Only the number is wanted: count the lines in the data with "Unregistered" in them.

- Opening Delimiter -

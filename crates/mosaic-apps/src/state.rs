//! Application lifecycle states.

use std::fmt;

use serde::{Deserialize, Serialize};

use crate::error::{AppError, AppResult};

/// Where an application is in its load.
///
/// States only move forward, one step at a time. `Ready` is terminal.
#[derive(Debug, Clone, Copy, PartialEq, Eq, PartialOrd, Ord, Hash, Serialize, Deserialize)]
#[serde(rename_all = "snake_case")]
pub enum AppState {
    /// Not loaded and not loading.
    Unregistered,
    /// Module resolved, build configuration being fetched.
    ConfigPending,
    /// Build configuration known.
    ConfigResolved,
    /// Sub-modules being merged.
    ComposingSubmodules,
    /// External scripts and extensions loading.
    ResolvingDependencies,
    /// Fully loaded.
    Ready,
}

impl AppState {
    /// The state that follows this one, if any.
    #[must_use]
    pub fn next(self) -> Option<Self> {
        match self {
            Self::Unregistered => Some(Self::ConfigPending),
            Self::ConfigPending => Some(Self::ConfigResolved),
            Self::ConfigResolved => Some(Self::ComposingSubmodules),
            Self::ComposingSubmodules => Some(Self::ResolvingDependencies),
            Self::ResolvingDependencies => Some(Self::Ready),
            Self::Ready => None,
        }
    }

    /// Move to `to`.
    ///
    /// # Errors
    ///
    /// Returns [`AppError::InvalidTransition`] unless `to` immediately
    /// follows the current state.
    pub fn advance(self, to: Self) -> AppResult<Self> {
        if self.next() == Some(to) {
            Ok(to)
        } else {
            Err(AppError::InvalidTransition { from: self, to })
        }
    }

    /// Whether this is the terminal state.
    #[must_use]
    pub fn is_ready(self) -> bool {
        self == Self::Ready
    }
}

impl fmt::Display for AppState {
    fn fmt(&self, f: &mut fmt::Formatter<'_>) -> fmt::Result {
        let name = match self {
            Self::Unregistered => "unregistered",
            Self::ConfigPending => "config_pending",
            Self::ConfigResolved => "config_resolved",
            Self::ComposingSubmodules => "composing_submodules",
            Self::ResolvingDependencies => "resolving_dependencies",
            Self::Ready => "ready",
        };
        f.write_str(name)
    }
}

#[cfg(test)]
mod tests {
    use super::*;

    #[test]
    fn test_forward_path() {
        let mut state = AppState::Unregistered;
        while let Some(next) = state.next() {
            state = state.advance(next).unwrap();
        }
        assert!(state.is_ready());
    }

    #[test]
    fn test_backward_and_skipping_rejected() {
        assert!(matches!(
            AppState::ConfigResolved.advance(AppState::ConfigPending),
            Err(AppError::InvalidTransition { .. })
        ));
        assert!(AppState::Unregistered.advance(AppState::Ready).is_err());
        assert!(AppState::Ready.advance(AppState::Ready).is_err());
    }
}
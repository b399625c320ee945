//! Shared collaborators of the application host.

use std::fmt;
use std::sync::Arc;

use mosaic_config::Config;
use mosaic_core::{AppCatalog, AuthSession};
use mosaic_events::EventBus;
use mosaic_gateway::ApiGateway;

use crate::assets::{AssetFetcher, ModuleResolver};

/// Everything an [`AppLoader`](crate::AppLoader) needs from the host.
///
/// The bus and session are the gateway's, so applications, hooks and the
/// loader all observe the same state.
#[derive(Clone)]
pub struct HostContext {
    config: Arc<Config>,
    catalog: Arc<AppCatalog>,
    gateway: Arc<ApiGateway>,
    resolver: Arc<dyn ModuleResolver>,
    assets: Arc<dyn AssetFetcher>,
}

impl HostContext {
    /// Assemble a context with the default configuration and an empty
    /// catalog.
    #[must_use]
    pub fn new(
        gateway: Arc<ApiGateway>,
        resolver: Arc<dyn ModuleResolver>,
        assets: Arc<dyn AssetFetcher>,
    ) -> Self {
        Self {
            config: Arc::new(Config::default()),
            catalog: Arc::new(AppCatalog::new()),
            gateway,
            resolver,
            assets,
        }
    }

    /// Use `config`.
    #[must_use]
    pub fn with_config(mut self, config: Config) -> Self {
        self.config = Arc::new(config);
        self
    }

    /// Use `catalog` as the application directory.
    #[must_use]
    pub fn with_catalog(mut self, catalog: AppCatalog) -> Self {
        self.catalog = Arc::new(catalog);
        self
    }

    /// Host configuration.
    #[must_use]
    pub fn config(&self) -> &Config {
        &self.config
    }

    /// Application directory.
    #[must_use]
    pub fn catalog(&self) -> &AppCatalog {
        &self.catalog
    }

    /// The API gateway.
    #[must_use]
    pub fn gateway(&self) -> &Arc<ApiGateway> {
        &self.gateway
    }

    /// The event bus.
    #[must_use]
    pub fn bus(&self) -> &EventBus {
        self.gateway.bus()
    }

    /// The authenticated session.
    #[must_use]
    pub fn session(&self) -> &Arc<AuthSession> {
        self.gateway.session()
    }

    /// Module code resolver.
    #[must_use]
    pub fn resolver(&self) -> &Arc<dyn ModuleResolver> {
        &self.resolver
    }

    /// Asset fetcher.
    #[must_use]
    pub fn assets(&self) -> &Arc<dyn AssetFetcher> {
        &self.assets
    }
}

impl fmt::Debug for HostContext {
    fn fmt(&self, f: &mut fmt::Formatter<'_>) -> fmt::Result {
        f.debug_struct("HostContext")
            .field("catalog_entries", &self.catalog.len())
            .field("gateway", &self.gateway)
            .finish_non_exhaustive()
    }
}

- Closing Delimiter -

Solution to this exercise :: 5